Principal investigator Mridula George, M.D., Medical Oncologist, Rutgers Cancer Institute of New Jersey and Assistant Professor of Medicine, Rutgers Robert Wood Johnson Medical School, commented, "The paucity of treatment options in metastatic triple-negative breast cancer combined with its aggressive clinical behavior results in a poorer prognosis when compared to other subtypes of breast cancer. This is an exciting study to evaluate the role of immunomodulation in the tumor microenvironment as a treatment option. I’m looking forward to getting this study underway to potentially make an impact in the lives of patients affected with metastatic triple-negative breast cancer."
For more information about the IRENE study, refer to ClinicalTrials.gov (NCT04445844).
About IRENE
The IRENE (INCMGA00012 and the oncolytic virus pelareorep in metastatic triple-negative breast cancer) study is a single-arm, open-label, phase 2 study evaluating the combination of pelareorep and INCMGA00012 for the treatment of unresectable locally advanced or metastatic triple-negative breast cancer. The study will enroll 25 patients and will be conducted at the Rutgers Cancer Institute of New Jersey and The Ohio State University Comprehensive Cancer Center.
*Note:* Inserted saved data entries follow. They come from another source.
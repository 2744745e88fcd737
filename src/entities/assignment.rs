//! Assignments attached to lessons

use super::{set_opt, Entity, Fields};
use crate::error::Result;
use crate::schema::catalog::ASSIGNMENTS;
use crate::storage::document::Document;
use chrono::{DateTime, Utc};
use serde::Serialize;

#[derive(Debug, Clone, PartialEq, Serialize)]
pub struct Assignment {
    pub id: String,
    pub lesson_id: String,
    pub title: String,
    pub description: String,
    pub due_date: DateTime<Utc>,
    pub max_score: Option<f64>,
    pub created_at: Option<DateTime<Utc>>,
    pub updated_at: Option<DateTime<Utc>>,
}

impl Entity for Assignment {
    const COLLECTION: &'static str = ASSIGNMENTS;

    fn id(&self) -> &str {
        &self.id
    }

    fn to_document(&self) -> Document {
        let mut doc = Document::new(&self.id);
        doc.set("lesson_id", &self.lesson_id)
            .set("title", &self.title)
            .set("description", &self.description)
            .set("due_date", self.due_date);
        set_opt(&mut doc, "max_score", self.max_score);
        set_opt(&mut doc, "created_at", self.created_at);
        set_opt(&mut doc, "updated_at", self.updated_at);
        doc
    }

    fn from_document(doc: &Document) -> Result<Self> {
        let f = Fields::of(doc, ASSIGNMENTS);
        Ok(Self {
            id: doc.id.clone(),
            lesson_id: f.string("lesson_id")?,
            title: f.string("title")?,
            description: f.string("description")?,
            due_date: f.datetime("due_date")?,
            max_score: f.opt_float("max_score")?,
            created_at: f.opt_datetime("created_at")?,
            updated_at: f.opt_datetime("updated_at")?,
        })
    }
}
Study participants will receive pelareorep intravenously on days 1, 2, 15, and 16 of 28-day treatment cycles. INCMGA00012 will be administered on day 3 of each cycle, with treatment cycles continuing until disease progression is observed. The co-primary endpoints of the study are safety and objective response rate. Secondary endpoints include progression free survival, overall survival, and duration of response. Exploratory endpoints include peripheral T cell clonality and pre- vs. post-treatment change in tumor PD-L1 expression.
About Breast Cancer
Breast cancer is the most common cancer in women worldwide, with over two million new cases diagnosed in 2018, representing about 25 percent of all cancers in women. Incidence rates vary widely across the world, from 27 per 100,000 in Middle Africa and Eastern Asia to 85 per 100,000 in Northern America. It is the fifth most common cause of death from cancer in women globally, with an estimated 522,000 deaths.
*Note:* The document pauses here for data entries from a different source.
#[cfg(test)]
mod tests {
    use super::*;
    use crate::entities::{Enrollment, EnrollmentStatus, Level};
    use crate::repo::{assignments, courses, enrollments, lessons, submissions, users};
    use chrono::{Duration, TimeZone, Utc};
    use tempfile::TempDir;

    struct Fixture {
        _tmp: TempDir,
        db: Database,
        alice: String,
        python: String,
        web: String,
        ml: String,
        frank: String,
        grace: String,
    }

    async fn fixture() -> Fixture {
        let tmp = TempDir::new().unwrap();
        let mut db = Database::open(tmp.path()).await.unwrap();
        db.apply_validators().await.unwrap();

        let alice = users::add_instructor(&db, users::NewUser::new("alice", "alice@example.com", "h").named("Alice", "Smith"))
            .await
            .unwrap()
            .id;
        let bob = users::add_instructor(&db, users::NewUser::new("bob", "bob@example.com", "h").named("Bob", "Johnson"))
            .await
            .unwrap()
            .id;
        let frank = users::add_student(&db, users::NewUser::new("frank", "frank@example.com", "h").named("Frank", "Wilson"))
            .await
            .unwrap()
            .id;
        let grace = users::add_student(&db, users::NewUser::new("grace", "grace@example.com", "h").named("Grace", "Lee"))
            .await
            .unwrap()
            .id;

        let course = |title: &str, instructor: &str, category: Option<&str>, price: f64| {
            let mut new = courses::NewCourse::new(title, "A course description long enough.", instructor)
                .level(Level::Beginner)
                .price(price);
            if let Some(category) = category {
                new = new.category(category);
            }
            new
        };
        let python = courses::create(&db, course("Python Basics", &alice, Some("Programming"), 50.0))
            .await
            .unwrap()
            .id;
        let web = courses::create(&db, course("Web Development", &alice, Some("Programming"), 100.0))
            .await
            .unwrap()
            .id;
        let ml = courses::create(&db, course("Machine Learning", &bob, Some("Data Science"), 200.0))
            .await
            .unwrap()
            .id;
        courses::create(&db, course("Misc Topics", &bob, None, 10.5)).await.unwrap();

        let march = Utc.with_ymd_and_hms(2024, 3, 10, 12, 0, 0).unwrap();
        let enrol = |student: &str, course: &str, status, date| Enrollment {
            id: crate::entities::new_id(),
            student_id: student.to_string(),
            course_id: course.to_string(),
            enrollment_date: date,
            status,
        };
        for e in [
            enrol(&frank, &python, EnrollmentStatus::Completed, march),
            enrol(&frank, &web, EnrollmentStatus::Active, march + Duration::days(30)),
            enrol(&grace, &python, EnrollmentStatus::Active, march - Duration::days(60)),
            enrol(&grace, &ml, EnrollmentStatus::Dropped, march),
        ] {
            enrollments::enroll_record(&db, e).await.unwrap();
        }

        let lesson = lessons::add(&db, &python, "Lesson 1: Variables", "Names, values and simple types in depth.")
            .await
            .unwrap();
        let assignment = assignments::create(
            &db,
            assignments::NewAssignment {
                lesson_id: lesson.id,
                title: "Quiz 1: Variables".into(),
                description: "Short questions on variables.".into(),
                due_date: march + Duration::days(7),
                max_score: Some(100.0),
            },
        )
        .await
        .unwrap();
        for (student, grade) in [(&frank, Some(90.0)), (&grace, Some(75.0)), (&grace, None)] {
            submissions::submit(
                &db,
                submissions::NewSubmission {
                    assignment_id: assignment.id.clone(),
                    student_id: student.clone(),
                    content: "answers".into(),
                    grade,
                    feedback: None,
                },
            )
            .await
            .unwrap();
        }

        Fixture {
            _tmp: tmp,
            db,
            alice,
            python,
            web,
            ml,
            frank,
            grace,
        }
    }

    #[test]
    fn test_report_names_round_trip() {
        for report in Report::ALL {
            assert_eq!(report.name().parse::<Report>().unwrap(), report);
        }
        assert!("bogus".parse::<Report>().unwrap_err().is_validation());
    }

    #[tokio::test]
    async fn test_enrollment_reports() {
        let f = fixture().await;

        let per_course = enrollments_per_course(&f.db).await.unwrap();
        assert_eq!(per_course[0].course_id, f.python);
        assert_eq!(per_course[0].total_enrollments, 2);
        assert_eq!(per_course.len(), 3);

        let rates = completion_rate_per_course(&f.db).await.unwrap();
        let python = rates.iter().find(|r| r.course_id == f.python).unwrap();
        assert_eq!(python.completion_rate, 50.0);
        let ml = rates.iter().find(|r| r.course_id == f.ml).unwrap();
        assert_eq!(ml.completion_rate, 0.0);

        let trends = monthly_enrollment_trends(&f.db).await.unwrap();
        let months: Vec<(i64, i64, i64)> = trends.iter().map(|t| (t.year, t.month, t.enrollment_count)).collect();
        assert_eq!(months, vec![(2024, 1, 1), (2024, 3, 2), (2024, 4, 1)]);

        let taught = students_per_instructor(&f.db).await.unwrap();
        assert_eq!(taught[0].instructor_id, f.alice);
        assert_eq!(taught[0].total_students, 2);
        assert_eq!(taught[0].instructor_name.as_deref(), Some("Alice Smith"));
    }

    #[tokio::test]
    async fn test_category_counts_cover_all_courses() {
        let f = fixture().await;

        let categories = courses_by_category(&f.db).await.unwrap();
        let total: i64 = categories.iter().map(|c| c.course_count).sum();
        assert_eq!(total, 4);
        assert_eq!(categories[0].category.as_deref(), Some("Programming"));
        assert!(categories.iter().any(|c| c.category.is_none()));

        let popular = popular_categories(&f.db).await.unwrap();
        assert_eq!(popular.len(), 2);
        assert!(popular.iter().all(|c| c.category.is_some()));

        let value = course_value_per_instructor(&f.db).await.unwrap();
        assert_eq!(value[0].total_value, 210.5);
        assert_eq!(value[1].total_value, 150.0);
    }

    #[tokio::test]
    async fn test_grade_reports_skip_ungraded() {
        let f = fixture().await;

        let per_course = average_grade_per_course(&f.db).await.unwrap();
        assert_eq!(per_course.len(), 1);
        assert_eq!(per_course[0].course_title, "Python Basics");
        assert_eq!(per_course[0].average_grade, 82.5);
        assert_eq!(per_course[0].graded_submissions, 2);

        let students = average_grade_per_student(&f.db).await.unwrap();
        assert_eq!(students[0].student_id, f.frank);
        assert_eq!(students[1].average_grade, 75.0);

        let top = top_students(&f.db, 1).await.unwrap();
        assert_eq!(top.len(), 1);
        assert_eq!(top[0].username, "frank");

        let instructors = average_grade_per_instructor(&f.db).await.unwrap();
        assert_eq!(instructors.len(), 1);
        assert_eq!(instructors[0].instructor_id, f.alice);

        let engagement = student_engagement(&f.db).await.unwrap();
        assert_eq!(engagement[0].student_id, f.grace);
        assert_eq!(engagement[0].submission_count, 2);
    }

    #[tokio::test]
    async fn test_recommendations() {
        let f = fixture().await;

        let recs = recommendations(&f.db, "python", DEFAULT_RECOMMENDATIONS).await.unwrap();
        let ids: Vec<&str> = recs.iter().map(|r| r.course_id.as_str()).collect();
        assert_eq!(ids.len(), 2);
        assert!(ids.contains(&f.web.as_str()));
        assert!(ids.contains(&f.ml.as_str()));
        assert!(recs.iter().all(|r| r.co_enrollments == 1));

        assert_eq!(recommendations(&f.db, "python", 1).await.unwrap().len(), 1);
        assert!(recommendations(&f.db, "underwater basket weaving", 3).await.unwrap().is_empty());
    }

    #[tokio::test]
    async fn test_run_by_name() {
        let f = fixture().await;
        for report in Report::ALL {
            report.run(&f.db).await.unwrap();
        }
        let rows = Report::EnrollmentsPerCourse.run(&f.db).await.unwrap();
        assert_eq!(rows[0]["course_title"], "Python Basics");
    }
}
Breast cancer starts when cells in the breast begin to grow out of control. These cells usually form a tumor that can often be seen on an x-ray or felt as a lump. The malignant tumor (cancer) is getting worse when the cells grow into (invade) surrounding tissues or spread (metastasize) to distant areas of the body.
About Pelareorep
Pelareorep is a non-pathogenic, proprietary isolate of the unmodified reovirus: a first-in-class intravenously delivered immuno-oncolytic virus for the treatment of solid tumors and hematological malignancies. The compound induces selective tumor lysis and promotes an inflamed tumor phenotype through innate and adaptive immune responses to treat a variety of cancers and has been demonstrated to be able to escape neutralizing antibodies found in patients.